Heritage Value of an Operating Canal
Elsewhere on this website I've commented on the general public view of the Rideau operating simply to service rich people in large boats. This view is incorrect, the main reason to operate the canal and lock through boats is to present the Rideau as a heritage canal, operating much as it did when opened in 1832. You need boats to show how the locks work, to have land based visitors see the locks in operation. Boats being locked through is the most significant part of the heritage interpretation of the Rideau Canal.
Parks Canada should understand this concept. Their heritage people (what's left of them) presumably do. Their upper management clearly do not. A specific example is Carol Sheedy who apparently has had a hand in several of the bad decisions that Parks Canada is making.

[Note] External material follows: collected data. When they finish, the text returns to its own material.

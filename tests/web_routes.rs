// In-process tests for the HTTP API.
//
// The router is built with `web::build_router` over a LocalStorage in a
// per-test temp directory and driven with `tower::ServiceExt::oneshot`;
// no socket is bound.

#![cfg(feature = "web")]

use std::path::PathBuf;
use std::sync::Arc;

use axum::body::Body;
use axum::http::{header, Request, StatusCode};
use http_body_util::BodyExt;
use tower::ServiceExt;

use fundlens::catalog::FundRepository;
use fundlens::storage::LocalStorage;
use fundlens::web::{build_router, AppState};

const ALPHA_CSV: &str = "\
Company Name,% Portfolio Weight,Sector
Infosys,8.5%,IT
";

const BETA_CSV: &str = "\
Holding Name,% Portfolio,Sector
Infosys Ltd,6.2,IT
TCS,5.0,IT
";

const MAX_UPLOAD: usize = 1024 * 1024;

fn temp_dir(name: &str) -> PathBuf {
    let dir = std::env::temp_dir().join(format!("fundlens-web-{name}-{}", std::process::id()));
    let _ = std::fs::remove_dir_all(&dir);
    std::fs::create_dir_all(&dir).unwrap();
    std::fs::write(dir.join("alpha_fund.csv"), ALPHA_CSV).unwrap();
    std::fs::write(dir.join("beta_fund.csv"), BETA_CSV).unwrap();
    dir
}

fn make_router(dir: &PathBuf) -> axum::Router {
    let repo = FundRepository::new(Arc::new(LocalStorage::new(dir)));
    build_router(
        AppState {
            funds: Arc::new(repo),
        },
        MAX_UPLOAD,
    )
}

async fn call(router: axum::Router, req: Request<Body>) -> (StatusCode, serde_json::Value) {
    let resp = router.oneshot(req).await.unwrap();
    let status = resp.status();
    let bytes = resp.into_body().collect().await.unwrap().to_bytes();
    let json = serde_json::from_slice(&bytes).unwrap_or(serde_json::Value::Null);
    (status, json)
}

fn get(uri: &str) -> Request<Body> {
    Request::builder().uri(uri).body(Body::empty()).unwrap()
}

fn post_json(uri: &str, body: serde_json::Value) -> Request<Body> {
    Request::builder()
        .method("POST")
        .uri(uri)
        .header(header::CONTENT_TYPE, "application/json")
        .body(Body::from(body.to_string()))
        .unwrap()
}

fn multipart_upload(filename: &str, content: &str) -> Request<Body> {
    let boundary = "fundlens-test-boundary";
    let body = format!(
        "--{boundary}\r\n\
         Content-Disposition: form-data; name=\"fund_name\"\r\n\r\n\
         Gamma\r\n\
         --{boundary}\r\n\
         Content-Disposition: form-data; name=\"file\"; filename=\"{filename}\"\r\n\
         Content-Type: text/csv\r\n\r\n\
         {content}\r\n\
         --{boundary}--\r\n"
    );
    Request::builder()
        .method("POST")
        .uri("/api/upload")
        .header(
            header::CONTENT_TYPE,
            format!("multipart/form-data; boundary={boundary}"),
        )
        .body(Body::from(body))
        .unwrap()
}

// ============================================================
// GET /api/health, /api/storage/info, /api/funds
// ============================================================

#[tokio::test]
async fn health_reports_local_storage() {
    let dir = temp_dir("health");
    let (status, json) = call(make_router(&dir), get("/api/health")).await;
    assert_eq!(status, StatusCode::OK);
    assert_eq!(json["status"], "healthy");
    assert_eq!(json["storage"]["is_local"], true);

    let (status, json) = call(make_router(&dir), get("/api/storage/info")).await;
    assert_eq!(status, StatusCode::OK);
    assert_eq!(json["success"], true);
    assert_eq!(json["storage"]["storage_type"], "local");
}

#[tokio::test]
async fn list_funds_returns_ids_and_names() {
    let dir = temp_dir("list");
    let (status, json) = call(make_router(&dir), get("/api/funds")).await;
    assert_eq!(status, StatusCode::OK);

    let funds = json["funds"].as_array().unwrap();
    assert_eq!(funds.len(), 2);
    assert_eq!(funds[0]["id"], "alpha-fund");
    assert_eq!(funds[0]["name"], "Alpha Fund");
}

// ============================================================
// GET /api/fund/{id}
// ============================================================

#[tokio::test]
async fn fund_summary_found() {
    let dir = temp_dir("summary");
    let (status, json) = call(make_router(&dir), get("/api/fund/beta-fund")).await;
    assert_eq!(status, StatusCode::OK);
    assert_eq!(json["success"], true);
    assert_eq!(json["fund"]["total_stocks"], 2);
    assert_eq!(json["fund"]["top_holdings"][0]["company_name"], "Infosys Ltd");
    assert_eq!(json["fund"]["top_sectors"][0][0], "IT");
}

#[tokio::test]
async fn fund_summary_unknown_is_400() {
    let dir = temp_dir("summary-missing");
    let (status, json) = call(make_router(&dir), get("/api/fund/nope")).await;
    assert_eq!(status, StatusCode::BAD_REQUEST);
    assert_eq!(json["success"], false);
    assert!(json["error"].as_str().unwrap().contains("nope"));
}

// ============================================================
// POST /api/compare
// ============================================================

#[tokio::test]
async fn compare_returns_overlap_and_summaries() {
    let dir = temp_dir("compare");
    let req = post_json(
        "/api/compare",
        serde_json::json!({ "fund1_id": "alpha-fund", "fund2_id": "beta-fund" }),
    );
    let (status, json) = call(make_router(&dir), req).await;
    assert_eq!(status, StatusCode::OK);
    assert_eq!(json["success"], true);

    let overlap = &json["overlap"];
    assert_eq!(overlap["common_stocks_count"], 1);
    assert_eq!(overlap["overlap_percentage"], 50.0);
    assert_eq!(overlap["weighted_overlap"], 6.2);
    assert_eq!(overlap["diversification_score"], 50.0);
    assert_eq!(overlap["sector_overlap"]["IT"]["count"], 1);
    assert_eq!(overlap["sector_overlap"]["IT"]["fund1_weight"], 8.5);
    assert_eq!(overlap["sector_overlap"]["IT"]["fund2_weight"], 6.2);
    assert_eq!(overlap["common_stocks"][0]["company_name"], "Infosys");

    assert_eq!(json["fund1"]["name"], "Alpha Fund");
    assert_eq!(json["fund2"]["name"], "Beta Fund");
}

#[tokio::test]
async fn compare_missing_id_is_400() {
    let dir = temp_dir("compare-missing");
    let req = post_json("/api/compare", serde_json::json!({ "fund1_id": "alpha-fund" }));
    let (status, json) = call(make_router(&dir), req).await;
    assert_eq!(status, StatusCode::BAD_REQUEST);
    assert_eq!(json["error"], "Both fund1_id and fund2_id are required");
}

#[tokio::test]
async fn compare_same_id_is_400() {
    let dir = temp_dir("compare-same");
    let req = post_json(
        "/api/compare",
        serde_json::json!({ "fund1_id": "alpha-fund", "fund2_id": "alpha-fund" }),
    );
    let (status, json) = call(make_router(&dir), req).await;
    assert_eq!(status, StatusCode::BAD_REQUEST);
    assert_eq!(json["success"], false);
}

#[tokio::test]
async fn compare_unknown_fund_is_500() {
    let dir = temp_dir("compare-unknown");
    let req = post_json(
        "/api/compare",
        serde_json::json!({ "fund1_id": "alpha-fund", "fund2_id": "ghost" }),
    );
    let (status, json) = call(make_router(&dir), req).await;
    assert_eq!(status, StatusCode::INTERNAL_SERVER_ERROR);
    assert_eq!(json["success"], false);
}

#[tokio::test]
async fn compare_malformed_body_is_400() {
    let dir = temp_dir("compare-malformed");
    let req = Request::builder()
        .method("POST")
        .uri("/api/compare")
        .header(header::CONTENT_TYPE, "application/json")
        .body(Body::from("{not json"))
        .unwrap();
    let (status, json) = call(make_router(&dir), req).await;
    assert_eq!(status, StatusCode::BAD_REQUEST);
    assert_eq!(json["success"], false);
}

// ============================================================
// POST /api/upload, DELETE /api/fund/{id}
// ============================================================

#[tokio::test]
async fn upload_then_list_shows_new_fund() {
    let dir = temp_dir("upload");
    let router = make_router(&dir);

    let (status, json) = call(router.clone(), multipart_upload("gamma_fund.csv", BETA_CSV)).await;
    assert_eq!(status, StatusCode::OK, "{json}");
    assert_eq!(json["success"], true);
    assert_eq!(json["filename"], "gamma_fund.csv");
    assert_eq!(json["message"], "Fund Gamma uploaded successfully");

    let (_, json) = call(router, get("/api/funds")).await;
    assert_eq!(json["funds"].as_array().unwrap().len(), 3);
}

#[tokio::test]
async fn upload_rejects_non_csv() {
    let dir = temp_dir("upload-txt");
    let (status, json) = call(make_router(&dir), multipart_upload("notes.txt", BETA_CSV)).await;
    assert_eq!(status, StatusCode::BAD_REQUEST);
    assert_eq!(json["error"], "Only CSV files are allowed");
}

#[tokio::test]
async fn upload_without_multipart_body_is_json_400() {
    let dir = temp_dir("upload-json");
    let req = post_json("/api/upload", serde_json::json!({ "file": "x.csv" }));
    let (status, json) = call(make_router(&dir), req).await;
    assert_eq!(status, StatusCode::BAD_REQUEST);
    assert_eq!(json["success"], false);
    assert!(json["error"].is_string());
}

#[tokio::test]
async fn upload_rejects_unknown_layout() {
    let dir = temp_dir("upload-layout");
    let (status, json) = call(
        make_router(&dir),
        multipart_upload("odd.csv", "Ticker,Weight\nTCS,1\n"),
    )
    .await;
    assert_eq!(status, StatusCode::BAD_REQUEST);
    assert_eq!(json["success"], false);
    assert!(!dir.join("odd.csv").exists());
}

#[tokio::test]
async fn delete_fund_removes_it() {
    let dir = temp_dir("delete");
    let router = make_router(&dir);

    let req = Request::builder()
        .method("DELETE")
        .uri("/api/fund/alpha-fund")
        .body(Body::empty())
        .unwrap();
    let (status, json) = call(router.clone(), req).await;
    assert_eq!(status, StatusCode::OK);
    assert_eq!(json["success"], true);

    let (status, _) = call(router, get("/api/fund/alpha-fund")).await;
    assert_eq!(status, StatusCode::BAD_REQUEST);
}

This is clear in August 9, 2012 article in the Ottawa Citizen by Don Butler where he reported that "In an interview with CBC Radio Thursday, Carol Sheedy, Parks Canada’s vice-president of operations for Eastern Canada, said Parks Canada spends $18 million a year to facilitate recreational boating on its canals, but brings in annual revenue of just $2.2 million from lockage and docking fees. That means taxpayers are subsidizing recreational boaters to the tune of more than $15 million a year, Sheedy said."
Ms. Sheedy clearly doesn't understand the heritage value of an operating canal or the economic value of having boats locking through. It's somewhat shocking to me that she doesn't, but it does explain many of things that have been happening on the Rideau. The main reason to operate the Rideau Canal and to lock through boats is to present the heritage of the Rideau Canal - to show the engineering used in the construction, to demonstrate how a 19th century canal works and to illustrate why canals were so important to the early development of Canada. This is why the historic canals were transferred to Parks Canada in 1972 (see Parks Canada's Responsibility above). To properly present the heritage of the Rideau Canal you need boats. If you didn't have recreational boats locking through, Parks Canada would have to operate their own boats (and that would be costly!).
Boats locking through have a huge impact on land based visitation. Visitors come to the Rideau to see an operating canal. As has been pointed out to Parks Canada (including their own internal studies), boats generate revenue when their economic impact to the surrounding economy is factored in. So there is both heritage value and economic value to Canada in locking through recreational boats. Ms. Sheedy and the rest of Parks Canada's upper management should understand this. The current decimation of the Rideau Canal by Parks Canada is clearly because they do not.